Exercise details
Each line in the entries below that holds the string "connection" is to be listed.

------------------------------------

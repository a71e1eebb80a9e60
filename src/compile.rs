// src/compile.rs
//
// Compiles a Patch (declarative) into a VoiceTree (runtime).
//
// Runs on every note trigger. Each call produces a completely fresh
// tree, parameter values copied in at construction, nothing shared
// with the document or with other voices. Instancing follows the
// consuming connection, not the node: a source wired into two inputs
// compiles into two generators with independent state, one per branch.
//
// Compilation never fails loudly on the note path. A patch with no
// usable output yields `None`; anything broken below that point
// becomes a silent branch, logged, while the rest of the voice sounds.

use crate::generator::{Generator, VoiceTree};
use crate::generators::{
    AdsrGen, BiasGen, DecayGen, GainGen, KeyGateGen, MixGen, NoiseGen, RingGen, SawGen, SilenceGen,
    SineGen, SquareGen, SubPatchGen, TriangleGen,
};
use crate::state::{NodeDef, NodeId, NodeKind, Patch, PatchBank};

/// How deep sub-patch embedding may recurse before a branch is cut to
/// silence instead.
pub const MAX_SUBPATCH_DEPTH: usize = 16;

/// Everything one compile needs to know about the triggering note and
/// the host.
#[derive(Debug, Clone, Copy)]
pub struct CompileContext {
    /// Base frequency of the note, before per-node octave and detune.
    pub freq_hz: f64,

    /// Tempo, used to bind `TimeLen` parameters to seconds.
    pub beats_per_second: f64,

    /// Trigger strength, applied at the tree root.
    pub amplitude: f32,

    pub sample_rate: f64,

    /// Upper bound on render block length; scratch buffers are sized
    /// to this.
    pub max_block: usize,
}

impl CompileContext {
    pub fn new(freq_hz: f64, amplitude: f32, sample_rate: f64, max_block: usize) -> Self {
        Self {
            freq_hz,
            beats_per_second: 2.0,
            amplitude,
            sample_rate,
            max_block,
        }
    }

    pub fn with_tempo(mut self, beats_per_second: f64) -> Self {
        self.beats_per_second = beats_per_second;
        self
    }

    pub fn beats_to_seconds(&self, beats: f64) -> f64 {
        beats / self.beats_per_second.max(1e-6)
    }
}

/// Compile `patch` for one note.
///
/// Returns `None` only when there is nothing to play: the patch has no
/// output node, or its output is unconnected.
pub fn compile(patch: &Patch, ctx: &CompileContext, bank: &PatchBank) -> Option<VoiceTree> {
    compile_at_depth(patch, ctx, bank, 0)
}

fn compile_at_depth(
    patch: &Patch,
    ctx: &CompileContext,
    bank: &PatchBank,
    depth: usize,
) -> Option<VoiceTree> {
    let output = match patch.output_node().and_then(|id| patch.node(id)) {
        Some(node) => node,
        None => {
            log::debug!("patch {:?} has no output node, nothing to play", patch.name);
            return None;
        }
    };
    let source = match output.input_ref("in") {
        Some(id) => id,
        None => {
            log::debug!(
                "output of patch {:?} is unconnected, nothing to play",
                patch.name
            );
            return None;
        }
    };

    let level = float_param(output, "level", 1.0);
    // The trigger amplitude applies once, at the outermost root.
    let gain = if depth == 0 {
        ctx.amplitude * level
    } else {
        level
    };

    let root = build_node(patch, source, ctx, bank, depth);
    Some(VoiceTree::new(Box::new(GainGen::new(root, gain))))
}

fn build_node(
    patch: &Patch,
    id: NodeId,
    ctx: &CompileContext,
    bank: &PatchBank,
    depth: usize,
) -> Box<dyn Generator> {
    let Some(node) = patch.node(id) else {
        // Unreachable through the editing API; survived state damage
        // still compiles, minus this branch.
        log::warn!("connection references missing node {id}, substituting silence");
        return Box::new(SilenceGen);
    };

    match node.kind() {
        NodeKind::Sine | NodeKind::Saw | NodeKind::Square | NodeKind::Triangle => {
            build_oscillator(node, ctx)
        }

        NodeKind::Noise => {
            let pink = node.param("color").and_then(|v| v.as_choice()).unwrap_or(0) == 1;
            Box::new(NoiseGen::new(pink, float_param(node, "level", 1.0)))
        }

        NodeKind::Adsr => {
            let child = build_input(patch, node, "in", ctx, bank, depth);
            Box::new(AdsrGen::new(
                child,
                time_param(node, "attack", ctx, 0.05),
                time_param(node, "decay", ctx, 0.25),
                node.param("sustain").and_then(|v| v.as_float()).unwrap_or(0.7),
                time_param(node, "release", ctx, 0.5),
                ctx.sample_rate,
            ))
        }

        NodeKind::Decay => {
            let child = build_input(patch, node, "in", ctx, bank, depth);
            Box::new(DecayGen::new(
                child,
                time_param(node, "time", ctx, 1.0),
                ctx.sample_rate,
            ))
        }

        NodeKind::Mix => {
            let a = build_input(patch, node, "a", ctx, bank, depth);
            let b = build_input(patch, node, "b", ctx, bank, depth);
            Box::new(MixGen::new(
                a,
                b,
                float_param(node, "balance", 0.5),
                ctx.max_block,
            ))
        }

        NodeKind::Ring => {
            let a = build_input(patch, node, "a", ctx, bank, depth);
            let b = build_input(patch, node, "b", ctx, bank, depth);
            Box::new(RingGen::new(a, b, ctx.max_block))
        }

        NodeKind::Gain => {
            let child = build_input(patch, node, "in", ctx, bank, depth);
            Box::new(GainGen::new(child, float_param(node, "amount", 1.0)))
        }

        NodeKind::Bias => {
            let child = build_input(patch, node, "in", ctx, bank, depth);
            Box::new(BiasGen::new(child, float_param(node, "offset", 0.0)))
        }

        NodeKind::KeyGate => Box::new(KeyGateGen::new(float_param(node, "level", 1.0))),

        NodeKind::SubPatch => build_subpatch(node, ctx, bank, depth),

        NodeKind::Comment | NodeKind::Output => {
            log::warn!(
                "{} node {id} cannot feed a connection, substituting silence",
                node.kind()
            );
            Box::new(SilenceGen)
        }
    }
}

------------------------------------

Worked solution
// consuming connection, not the node: a source wired into two inputs
        log::warn!("connection references missing node {id}, substituting silence");
                "{} node {id} cannot feed a connection, substituting silence",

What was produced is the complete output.